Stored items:
# # # # #

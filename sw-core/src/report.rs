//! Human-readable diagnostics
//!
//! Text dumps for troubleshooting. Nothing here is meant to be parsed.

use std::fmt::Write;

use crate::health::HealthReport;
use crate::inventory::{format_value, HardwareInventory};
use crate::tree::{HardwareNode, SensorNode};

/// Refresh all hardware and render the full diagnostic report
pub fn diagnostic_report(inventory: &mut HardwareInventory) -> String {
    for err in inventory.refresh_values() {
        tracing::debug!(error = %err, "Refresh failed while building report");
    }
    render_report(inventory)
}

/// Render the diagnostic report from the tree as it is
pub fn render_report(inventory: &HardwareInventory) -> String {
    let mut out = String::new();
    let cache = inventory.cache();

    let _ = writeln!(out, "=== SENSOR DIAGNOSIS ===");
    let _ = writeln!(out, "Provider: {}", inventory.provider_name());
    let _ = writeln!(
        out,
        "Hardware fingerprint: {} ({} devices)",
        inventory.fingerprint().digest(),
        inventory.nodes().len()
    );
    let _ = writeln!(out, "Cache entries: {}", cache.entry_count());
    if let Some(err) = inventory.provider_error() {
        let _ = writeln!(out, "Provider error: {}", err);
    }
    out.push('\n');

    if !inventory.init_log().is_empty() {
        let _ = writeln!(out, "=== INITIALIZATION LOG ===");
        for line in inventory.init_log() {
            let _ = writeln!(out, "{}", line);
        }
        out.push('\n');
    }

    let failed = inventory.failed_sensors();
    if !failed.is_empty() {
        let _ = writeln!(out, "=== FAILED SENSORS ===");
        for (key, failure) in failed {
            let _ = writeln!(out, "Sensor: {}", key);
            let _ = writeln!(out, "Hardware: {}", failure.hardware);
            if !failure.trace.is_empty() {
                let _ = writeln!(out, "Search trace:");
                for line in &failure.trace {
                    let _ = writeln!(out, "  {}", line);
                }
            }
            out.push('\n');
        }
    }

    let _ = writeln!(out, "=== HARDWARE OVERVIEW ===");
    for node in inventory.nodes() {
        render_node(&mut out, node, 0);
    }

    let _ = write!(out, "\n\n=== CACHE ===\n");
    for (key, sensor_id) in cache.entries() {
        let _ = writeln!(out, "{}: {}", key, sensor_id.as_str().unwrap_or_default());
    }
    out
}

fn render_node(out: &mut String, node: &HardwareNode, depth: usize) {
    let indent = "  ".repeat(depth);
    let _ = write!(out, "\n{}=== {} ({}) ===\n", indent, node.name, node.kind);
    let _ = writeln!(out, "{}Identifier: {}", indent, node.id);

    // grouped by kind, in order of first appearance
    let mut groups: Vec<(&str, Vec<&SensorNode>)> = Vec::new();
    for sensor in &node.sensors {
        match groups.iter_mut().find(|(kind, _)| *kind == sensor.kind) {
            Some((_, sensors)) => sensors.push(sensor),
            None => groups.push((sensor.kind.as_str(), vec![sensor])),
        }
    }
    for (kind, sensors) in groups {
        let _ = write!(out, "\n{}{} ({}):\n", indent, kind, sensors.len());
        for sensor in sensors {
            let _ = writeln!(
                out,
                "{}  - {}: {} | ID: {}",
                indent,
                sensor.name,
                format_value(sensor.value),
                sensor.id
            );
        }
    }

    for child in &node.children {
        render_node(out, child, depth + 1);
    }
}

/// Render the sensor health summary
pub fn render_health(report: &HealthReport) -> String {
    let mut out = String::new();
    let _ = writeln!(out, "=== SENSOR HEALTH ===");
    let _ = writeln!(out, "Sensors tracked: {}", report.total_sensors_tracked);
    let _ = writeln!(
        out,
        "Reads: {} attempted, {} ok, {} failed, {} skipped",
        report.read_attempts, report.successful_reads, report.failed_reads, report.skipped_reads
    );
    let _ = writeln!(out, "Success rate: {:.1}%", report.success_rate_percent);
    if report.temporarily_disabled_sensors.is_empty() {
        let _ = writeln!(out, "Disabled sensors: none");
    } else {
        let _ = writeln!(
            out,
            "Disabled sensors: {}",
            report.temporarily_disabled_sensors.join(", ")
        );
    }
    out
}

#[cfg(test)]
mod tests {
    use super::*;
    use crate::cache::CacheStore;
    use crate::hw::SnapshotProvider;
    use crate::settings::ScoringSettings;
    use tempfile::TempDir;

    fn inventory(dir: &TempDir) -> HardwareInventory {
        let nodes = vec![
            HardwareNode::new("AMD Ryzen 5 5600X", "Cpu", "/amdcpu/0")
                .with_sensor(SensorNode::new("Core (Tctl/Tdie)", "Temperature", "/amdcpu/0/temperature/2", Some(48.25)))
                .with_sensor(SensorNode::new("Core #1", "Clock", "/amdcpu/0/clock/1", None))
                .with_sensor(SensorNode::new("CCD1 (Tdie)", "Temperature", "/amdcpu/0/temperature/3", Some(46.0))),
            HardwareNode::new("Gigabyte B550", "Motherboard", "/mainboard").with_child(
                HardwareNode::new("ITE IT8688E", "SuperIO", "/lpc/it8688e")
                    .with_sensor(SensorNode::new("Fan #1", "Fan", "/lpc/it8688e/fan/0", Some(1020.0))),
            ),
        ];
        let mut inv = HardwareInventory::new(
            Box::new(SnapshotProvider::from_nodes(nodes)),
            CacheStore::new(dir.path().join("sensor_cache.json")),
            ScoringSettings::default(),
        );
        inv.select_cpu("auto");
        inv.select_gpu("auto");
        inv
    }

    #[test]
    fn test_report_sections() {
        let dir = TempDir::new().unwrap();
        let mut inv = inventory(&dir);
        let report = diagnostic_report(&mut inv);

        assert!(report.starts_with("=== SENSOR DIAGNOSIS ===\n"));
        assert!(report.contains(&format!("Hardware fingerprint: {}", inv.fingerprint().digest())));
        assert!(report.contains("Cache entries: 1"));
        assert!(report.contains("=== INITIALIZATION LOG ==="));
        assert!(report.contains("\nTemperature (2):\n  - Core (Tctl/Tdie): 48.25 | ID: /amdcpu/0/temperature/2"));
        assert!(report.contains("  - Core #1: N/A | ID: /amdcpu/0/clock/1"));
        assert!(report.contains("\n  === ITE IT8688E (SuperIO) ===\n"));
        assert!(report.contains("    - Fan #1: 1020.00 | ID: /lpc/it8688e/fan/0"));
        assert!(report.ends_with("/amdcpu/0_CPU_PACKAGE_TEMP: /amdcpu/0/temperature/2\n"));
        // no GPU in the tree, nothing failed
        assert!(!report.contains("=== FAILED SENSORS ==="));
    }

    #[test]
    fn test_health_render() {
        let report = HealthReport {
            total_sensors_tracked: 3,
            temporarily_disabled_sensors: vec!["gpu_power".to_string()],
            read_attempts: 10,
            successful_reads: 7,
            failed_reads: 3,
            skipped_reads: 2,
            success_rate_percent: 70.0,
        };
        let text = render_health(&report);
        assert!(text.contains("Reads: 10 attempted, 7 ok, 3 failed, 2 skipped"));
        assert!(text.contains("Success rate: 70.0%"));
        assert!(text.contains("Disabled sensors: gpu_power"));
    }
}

# # # # #

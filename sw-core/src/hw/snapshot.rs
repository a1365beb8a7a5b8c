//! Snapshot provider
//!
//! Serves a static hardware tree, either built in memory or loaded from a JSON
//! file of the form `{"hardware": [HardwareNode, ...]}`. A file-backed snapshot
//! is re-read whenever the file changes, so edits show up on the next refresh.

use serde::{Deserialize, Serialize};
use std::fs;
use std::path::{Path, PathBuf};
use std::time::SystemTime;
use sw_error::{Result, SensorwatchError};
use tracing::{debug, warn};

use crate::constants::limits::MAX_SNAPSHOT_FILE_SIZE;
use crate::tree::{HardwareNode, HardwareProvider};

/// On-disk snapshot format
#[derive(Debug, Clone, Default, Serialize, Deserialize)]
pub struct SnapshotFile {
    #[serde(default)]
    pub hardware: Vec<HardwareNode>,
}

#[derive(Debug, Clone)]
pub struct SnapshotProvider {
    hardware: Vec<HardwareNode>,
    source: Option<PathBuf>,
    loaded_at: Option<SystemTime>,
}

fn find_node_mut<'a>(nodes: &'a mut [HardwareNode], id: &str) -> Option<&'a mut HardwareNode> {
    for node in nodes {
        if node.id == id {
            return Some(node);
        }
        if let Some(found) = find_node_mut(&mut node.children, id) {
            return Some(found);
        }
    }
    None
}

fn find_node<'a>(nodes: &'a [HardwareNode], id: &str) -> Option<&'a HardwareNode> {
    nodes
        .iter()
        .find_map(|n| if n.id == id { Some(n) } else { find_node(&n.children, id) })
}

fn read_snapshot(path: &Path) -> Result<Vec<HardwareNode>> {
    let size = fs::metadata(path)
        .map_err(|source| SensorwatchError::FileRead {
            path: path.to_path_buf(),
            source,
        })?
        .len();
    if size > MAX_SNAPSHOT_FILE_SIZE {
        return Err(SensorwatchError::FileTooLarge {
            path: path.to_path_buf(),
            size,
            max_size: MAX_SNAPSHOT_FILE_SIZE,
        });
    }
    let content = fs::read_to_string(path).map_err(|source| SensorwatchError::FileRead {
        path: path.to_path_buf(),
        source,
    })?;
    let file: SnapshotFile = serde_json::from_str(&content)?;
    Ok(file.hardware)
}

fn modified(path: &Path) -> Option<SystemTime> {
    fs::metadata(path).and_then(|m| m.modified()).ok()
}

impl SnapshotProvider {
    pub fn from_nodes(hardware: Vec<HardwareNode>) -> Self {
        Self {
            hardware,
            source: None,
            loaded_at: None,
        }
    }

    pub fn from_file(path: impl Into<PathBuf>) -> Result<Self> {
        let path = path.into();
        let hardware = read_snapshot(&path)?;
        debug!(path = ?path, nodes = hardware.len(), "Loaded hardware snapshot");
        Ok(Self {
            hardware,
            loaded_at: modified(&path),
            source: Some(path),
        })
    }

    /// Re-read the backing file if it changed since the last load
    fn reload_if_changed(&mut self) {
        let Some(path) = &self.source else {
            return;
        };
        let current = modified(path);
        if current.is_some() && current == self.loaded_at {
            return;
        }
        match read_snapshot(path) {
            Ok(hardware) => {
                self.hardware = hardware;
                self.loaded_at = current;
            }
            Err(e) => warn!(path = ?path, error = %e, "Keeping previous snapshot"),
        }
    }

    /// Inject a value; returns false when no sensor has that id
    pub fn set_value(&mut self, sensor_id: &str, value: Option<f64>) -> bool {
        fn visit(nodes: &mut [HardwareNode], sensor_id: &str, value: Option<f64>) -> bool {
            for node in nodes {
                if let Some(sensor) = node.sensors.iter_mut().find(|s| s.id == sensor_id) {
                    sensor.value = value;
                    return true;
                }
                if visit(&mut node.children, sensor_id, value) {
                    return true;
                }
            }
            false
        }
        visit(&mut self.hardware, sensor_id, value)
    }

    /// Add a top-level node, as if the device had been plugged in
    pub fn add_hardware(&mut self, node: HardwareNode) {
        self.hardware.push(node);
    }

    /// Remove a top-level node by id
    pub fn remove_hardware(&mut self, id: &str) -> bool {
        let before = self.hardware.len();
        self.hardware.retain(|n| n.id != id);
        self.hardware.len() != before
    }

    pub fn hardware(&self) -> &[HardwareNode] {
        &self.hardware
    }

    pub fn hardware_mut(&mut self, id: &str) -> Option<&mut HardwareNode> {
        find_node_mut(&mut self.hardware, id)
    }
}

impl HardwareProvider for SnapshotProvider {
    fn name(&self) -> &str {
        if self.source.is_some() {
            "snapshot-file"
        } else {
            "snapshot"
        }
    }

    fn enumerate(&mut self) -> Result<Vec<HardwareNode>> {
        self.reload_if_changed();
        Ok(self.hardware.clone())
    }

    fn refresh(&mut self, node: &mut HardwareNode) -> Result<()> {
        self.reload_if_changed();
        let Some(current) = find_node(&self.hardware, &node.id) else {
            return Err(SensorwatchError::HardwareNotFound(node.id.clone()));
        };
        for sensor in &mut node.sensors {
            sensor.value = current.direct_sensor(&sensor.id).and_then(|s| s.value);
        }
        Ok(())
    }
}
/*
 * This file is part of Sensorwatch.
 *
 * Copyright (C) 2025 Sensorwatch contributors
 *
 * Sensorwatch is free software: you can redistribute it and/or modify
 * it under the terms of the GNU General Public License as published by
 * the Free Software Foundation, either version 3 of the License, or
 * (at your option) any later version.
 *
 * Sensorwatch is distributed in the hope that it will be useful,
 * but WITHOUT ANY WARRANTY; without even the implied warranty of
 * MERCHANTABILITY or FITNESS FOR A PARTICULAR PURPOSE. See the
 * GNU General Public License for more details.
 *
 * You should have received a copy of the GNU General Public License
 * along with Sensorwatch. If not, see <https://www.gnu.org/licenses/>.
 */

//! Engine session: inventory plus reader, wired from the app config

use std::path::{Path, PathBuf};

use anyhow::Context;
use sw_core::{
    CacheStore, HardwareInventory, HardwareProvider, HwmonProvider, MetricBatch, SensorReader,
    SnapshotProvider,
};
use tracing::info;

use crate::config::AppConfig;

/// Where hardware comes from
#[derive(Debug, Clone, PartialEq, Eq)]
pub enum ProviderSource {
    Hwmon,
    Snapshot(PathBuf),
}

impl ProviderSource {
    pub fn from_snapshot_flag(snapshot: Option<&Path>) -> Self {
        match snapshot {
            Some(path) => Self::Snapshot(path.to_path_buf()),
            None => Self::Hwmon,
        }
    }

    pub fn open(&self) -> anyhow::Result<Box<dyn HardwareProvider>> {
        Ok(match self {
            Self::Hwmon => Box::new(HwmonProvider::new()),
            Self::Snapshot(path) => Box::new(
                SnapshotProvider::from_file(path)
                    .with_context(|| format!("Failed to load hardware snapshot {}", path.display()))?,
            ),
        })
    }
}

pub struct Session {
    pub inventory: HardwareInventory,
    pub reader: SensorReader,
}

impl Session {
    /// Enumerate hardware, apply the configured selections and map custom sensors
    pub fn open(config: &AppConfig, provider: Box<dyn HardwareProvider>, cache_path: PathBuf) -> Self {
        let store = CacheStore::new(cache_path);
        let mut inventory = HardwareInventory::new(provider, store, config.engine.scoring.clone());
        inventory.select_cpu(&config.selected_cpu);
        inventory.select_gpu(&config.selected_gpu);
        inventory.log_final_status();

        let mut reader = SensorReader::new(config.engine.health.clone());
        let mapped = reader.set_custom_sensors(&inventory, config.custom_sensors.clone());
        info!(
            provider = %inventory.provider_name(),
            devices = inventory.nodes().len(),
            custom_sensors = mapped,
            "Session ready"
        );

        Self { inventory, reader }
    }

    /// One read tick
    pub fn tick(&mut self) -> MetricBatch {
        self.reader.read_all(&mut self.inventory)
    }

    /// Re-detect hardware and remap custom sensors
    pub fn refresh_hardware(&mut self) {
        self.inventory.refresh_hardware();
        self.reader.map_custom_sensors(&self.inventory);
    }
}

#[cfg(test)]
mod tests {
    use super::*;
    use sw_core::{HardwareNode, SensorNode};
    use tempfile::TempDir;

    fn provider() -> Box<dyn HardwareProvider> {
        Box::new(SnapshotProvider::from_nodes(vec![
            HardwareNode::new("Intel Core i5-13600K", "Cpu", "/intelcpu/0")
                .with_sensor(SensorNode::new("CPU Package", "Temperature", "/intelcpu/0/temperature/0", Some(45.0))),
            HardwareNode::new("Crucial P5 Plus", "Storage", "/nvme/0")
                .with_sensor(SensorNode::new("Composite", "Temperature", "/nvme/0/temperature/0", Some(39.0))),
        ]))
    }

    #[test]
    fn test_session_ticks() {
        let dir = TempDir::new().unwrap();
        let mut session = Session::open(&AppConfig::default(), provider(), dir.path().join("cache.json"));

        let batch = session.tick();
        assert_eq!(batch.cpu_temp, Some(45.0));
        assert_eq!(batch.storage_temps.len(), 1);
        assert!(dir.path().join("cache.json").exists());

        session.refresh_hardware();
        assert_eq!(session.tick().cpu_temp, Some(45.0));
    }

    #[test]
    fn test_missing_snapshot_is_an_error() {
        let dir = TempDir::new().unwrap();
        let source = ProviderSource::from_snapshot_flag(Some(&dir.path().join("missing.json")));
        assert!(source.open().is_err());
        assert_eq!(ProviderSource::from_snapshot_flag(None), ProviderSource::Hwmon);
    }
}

# # # # #

Find the line with "filename sw-core/src/report.rs" in the entries above. Retype it and each line after it, exactly, through the line with "full diagnostic report", and stop there.

_TASK SOLUTION_.
filename sw-core/src/report.rs
//! Human-readable diagnostics
//!
//! Text dumps for troubleshooting. Nothing here is meant to be parsed.

use std::fmt::Write;

use crate::health::HealthReport;
use crate::inventory::{format_value, HardwareInventory};
use crate::tree::{HardwareNode, SensorNode};

/// Refresh all hardware and render the full diagnostic report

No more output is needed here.